----- RECORDS FOR THE TASK -----

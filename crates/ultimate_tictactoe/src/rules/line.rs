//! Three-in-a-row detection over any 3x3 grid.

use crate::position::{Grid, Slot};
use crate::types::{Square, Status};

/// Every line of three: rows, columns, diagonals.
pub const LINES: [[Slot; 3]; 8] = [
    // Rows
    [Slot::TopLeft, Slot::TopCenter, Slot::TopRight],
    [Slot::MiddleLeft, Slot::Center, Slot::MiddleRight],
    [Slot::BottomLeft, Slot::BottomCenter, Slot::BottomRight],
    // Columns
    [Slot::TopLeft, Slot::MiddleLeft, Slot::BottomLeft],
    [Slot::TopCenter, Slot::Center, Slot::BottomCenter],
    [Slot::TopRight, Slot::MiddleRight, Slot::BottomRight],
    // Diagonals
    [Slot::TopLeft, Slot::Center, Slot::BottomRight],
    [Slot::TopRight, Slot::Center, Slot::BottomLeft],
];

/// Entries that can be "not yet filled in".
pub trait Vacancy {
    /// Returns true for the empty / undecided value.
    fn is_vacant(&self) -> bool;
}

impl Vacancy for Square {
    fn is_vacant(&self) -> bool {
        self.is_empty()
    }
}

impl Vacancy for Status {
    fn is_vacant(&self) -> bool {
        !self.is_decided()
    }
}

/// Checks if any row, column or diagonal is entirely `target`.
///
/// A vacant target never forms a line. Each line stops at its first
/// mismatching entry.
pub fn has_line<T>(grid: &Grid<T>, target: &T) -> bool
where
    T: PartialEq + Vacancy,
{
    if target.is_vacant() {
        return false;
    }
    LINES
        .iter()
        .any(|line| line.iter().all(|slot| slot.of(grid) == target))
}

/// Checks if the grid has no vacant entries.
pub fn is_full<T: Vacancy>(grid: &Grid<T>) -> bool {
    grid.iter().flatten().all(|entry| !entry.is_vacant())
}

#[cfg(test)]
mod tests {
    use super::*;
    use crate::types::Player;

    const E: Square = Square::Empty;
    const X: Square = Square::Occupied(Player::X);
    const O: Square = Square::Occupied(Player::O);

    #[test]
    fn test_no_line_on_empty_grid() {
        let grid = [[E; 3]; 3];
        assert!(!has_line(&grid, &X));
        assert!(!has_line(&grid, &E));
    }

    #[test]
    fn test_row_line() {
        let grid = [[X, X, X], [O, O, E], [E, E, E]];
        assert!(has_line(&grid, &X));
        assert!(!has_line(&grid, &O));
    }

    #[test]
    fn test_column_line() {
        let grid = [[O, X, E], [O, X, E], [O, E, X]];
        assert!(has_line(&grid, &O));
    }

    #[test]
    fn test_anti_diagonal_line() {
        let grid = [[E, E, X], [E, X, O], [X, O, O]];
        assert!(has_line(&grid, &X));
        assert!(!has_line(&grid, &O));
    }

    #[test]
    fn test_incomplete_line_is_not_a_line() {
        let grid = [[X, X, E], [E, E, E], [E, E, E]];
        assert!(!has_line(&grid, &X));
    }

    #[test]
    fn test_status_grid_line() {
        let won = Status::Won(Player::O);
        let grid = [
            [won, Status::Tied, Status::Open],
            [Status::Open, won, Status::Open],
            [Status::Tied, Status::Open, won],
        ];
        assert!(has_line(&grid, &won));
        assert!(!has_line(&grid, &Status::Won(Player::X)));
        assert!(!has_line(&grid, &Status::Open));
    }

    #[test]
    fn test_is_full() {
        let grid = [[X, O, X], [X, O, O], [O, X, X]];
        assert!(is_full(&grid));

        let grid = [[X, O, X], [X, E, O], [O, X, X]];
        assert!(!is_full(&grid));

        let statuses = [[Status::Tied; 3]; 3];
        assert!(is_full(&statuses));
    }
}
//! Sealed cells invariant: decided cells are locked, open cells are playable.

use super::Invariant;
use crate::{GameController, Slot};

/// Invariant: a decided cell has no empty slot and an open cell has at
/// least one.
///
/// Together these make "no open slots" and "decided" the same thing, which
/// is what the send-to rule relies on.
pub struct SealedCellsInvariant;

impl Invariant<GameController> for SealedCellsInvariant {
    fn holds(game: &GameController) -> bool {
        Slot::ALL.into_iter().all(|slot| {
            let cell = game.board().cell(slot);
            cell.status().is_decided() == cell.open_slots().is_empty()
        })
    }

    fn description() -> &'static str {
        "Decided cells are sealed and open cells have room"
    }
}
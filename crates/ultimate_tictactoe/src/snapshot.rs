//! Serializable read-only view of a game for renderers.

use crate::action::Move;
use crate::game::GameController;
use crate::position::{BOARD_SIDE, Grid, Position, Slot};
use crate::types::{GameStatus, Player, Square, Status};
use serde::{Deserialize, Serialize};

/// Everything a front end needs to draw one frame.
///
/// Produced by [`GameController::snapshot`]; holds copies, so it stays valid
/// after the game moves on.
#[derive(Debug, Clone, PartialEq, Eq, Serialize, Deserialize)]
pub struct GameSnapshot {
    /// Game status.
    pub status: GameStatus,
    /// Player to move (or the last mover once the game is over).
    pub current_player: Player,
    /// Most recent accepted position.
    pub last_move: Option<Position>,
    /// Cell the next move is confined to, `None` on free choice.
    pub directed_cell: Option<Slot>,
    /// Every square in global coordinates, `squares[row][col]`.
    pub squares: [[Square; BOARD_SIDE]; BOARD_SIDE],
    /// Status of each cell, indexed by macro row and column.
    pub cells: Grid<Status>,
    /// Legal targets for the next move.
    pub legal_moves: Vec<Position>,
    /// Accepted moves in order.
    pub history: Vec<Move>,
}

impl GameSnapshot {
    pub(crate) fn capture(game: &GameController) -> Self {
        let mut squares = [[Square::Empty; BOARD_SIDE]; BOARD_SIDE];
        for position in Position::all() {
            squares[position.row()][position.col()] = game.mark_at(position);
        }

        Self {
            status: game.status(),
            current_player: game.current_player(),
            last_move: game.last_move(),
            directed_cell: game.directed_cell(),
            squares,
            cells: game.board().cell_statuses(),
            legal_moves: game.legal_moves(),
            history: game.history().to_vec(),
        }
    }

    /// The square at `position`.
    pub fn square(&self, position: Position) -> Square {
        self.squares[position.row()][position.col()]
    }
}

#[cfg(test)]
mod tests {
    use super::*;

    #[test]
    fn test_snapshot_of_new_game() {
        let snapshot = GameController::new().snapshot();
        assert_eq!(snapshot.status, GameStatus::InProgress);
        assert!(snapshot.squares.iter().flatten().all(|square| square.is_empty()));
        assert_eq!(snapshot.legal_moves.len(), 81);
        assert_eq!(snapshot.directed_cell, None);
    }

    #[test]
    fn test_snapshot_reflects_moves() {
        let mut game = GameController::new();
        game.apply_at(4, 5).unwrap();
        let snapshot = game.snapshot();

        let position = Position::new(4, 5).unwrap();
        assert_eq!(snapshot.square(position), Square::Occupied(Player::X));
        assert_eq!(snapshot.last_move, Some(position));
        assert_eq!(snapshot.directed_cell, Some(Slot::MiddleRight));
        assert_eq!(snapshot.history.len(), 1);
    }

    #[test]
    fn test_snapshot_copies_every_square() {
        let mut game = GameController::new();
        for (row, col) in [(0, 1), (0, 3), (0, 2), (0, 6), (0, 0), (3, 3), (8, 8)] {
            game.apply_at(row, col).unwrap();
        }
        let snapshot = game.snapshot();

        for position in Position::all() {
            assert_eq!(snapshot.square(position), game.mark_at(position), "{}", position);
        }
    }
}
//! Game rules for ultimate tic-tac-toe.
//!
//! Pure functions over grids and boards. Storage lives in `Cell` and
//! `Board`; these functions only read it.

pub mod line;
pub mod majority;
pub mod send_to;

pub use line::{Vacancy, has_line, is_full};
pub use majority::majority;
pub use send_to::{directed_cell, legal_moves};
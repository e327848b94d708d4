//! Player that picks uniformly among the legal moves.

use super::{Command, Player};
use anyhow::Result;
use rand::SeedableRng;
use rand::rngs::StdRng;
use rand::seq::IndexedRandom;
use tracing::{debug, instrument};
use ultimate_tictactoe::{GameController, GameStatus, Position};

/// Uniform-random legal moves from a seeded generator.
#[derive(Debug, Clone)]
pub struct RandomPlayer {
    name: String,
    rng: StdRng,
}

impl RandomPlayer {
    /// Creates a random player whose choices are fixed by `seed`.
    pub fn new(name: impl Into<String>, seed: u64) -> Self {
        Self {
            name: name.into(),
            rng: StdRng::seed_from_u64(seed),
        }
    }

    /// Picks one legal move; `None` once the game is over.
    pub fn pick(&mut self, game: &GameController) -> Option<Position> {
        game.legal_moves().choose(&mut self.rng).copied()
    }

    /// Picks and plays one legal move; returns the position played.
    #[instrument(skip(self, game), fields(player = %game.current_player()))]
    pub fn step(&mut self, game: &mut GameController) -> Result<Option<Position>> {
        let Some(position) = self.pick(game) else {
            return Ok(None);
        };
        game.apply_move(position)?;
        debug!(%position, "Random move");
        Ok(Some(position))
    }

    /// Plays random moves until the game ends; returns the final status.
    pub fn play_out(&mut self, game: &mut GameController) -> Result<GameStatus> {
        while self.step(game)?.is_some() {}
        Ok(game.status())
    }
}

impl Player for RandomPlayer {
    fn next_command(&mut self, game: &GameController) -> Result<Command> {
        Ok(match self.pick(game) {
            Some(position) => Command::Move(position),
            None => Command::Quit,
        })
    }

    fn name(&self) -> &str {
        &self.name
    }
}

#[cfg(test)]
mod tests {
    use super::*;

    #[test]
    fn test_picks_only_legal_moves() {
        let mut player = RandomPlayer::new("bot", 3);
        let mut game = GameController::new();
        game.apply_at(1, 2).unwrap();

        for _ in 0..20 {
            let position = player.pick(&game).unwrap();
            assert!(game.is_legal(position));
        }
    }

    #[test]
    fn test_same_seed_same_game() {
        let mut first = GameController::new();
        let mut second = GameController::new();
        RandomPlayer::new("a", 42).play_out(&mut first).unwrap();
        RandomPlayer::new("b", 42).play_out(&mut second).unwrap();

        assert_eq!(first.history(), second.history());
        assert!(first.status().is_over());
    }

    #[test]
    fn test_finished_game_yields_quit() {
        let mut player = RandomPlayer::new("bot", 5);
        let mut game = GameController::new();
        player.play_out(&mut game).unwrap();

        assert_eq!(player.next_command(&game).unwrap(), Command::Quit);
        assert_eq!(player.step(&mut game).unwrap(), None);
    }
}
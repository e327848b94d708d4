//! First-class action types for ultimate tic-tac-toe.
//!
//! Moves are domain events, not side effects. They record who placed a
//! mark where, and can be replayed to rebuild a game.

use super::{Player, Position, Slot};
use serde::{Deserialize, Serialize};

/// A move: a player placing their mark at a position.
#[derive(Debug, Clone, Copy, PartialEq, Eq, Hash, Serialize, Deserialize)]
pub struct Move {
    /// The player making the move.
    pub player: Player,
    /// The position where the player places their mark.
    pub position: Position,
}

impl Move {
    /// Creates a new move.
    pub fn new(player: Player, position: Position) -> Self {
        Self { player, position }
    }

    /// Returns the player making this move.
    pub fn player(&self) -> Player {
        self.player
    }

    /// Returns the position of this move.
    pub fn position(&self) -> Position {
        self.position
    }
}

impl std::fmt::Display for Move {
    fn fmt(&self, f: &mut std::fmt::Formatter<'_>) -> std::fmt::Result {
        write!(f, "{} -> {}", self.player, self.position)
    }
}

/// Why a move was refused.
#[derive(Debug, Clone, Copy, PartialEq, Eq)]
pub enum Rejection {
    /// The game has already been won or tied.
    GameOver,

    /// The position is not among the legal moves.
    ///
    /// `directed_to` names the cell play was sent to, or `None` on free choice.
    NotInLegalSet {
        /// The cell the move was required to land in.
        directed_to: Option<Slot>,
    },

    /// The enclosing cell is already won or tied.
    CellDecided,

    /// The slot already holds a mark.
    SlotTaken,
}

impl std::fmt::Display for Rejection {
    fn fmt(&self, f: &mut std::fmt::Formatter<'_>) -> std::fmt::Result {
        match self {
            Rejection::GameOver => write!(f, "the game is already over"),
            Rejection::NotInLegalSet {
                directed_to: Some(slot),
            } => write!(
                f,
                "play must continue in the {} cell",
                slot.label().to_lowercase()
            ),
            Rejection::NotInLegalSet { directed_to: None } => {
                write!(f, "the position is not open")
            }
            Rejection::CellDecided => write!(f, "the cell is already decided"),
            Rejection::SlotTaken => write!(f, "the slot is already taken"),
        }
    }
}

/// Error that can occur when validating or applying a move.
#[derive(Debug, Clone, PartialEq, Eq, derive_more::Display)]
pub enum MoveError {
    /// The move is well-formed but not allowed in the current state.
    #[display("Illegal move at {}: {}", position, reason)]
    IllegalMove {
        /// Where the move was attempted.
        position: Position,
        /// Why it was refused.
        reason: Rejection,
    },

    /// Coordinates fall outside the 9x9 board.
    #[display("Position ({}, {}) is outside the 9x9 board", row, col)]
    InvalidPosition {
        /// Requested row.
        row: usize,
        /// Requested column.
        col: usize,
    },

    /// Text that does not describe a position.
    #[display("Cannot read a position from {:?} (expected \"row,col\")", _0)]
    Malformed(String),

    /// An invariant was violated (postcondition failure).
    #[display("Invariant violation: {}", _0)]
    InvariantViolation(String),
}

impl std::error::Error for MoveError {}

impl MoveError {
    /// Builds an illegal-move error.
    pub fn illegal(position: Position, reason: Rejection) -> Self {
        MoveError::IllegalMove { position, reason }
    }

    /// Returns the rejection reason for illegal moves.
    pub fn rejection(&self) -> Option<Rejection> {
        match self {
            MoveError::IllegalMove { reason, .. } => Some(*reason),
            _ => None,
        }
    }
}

-----

- EXERCISE PROMPT: A single number is required: the count of lines in the records that include the string "BottomLeft".

- RESULT OF THIS TASK: 3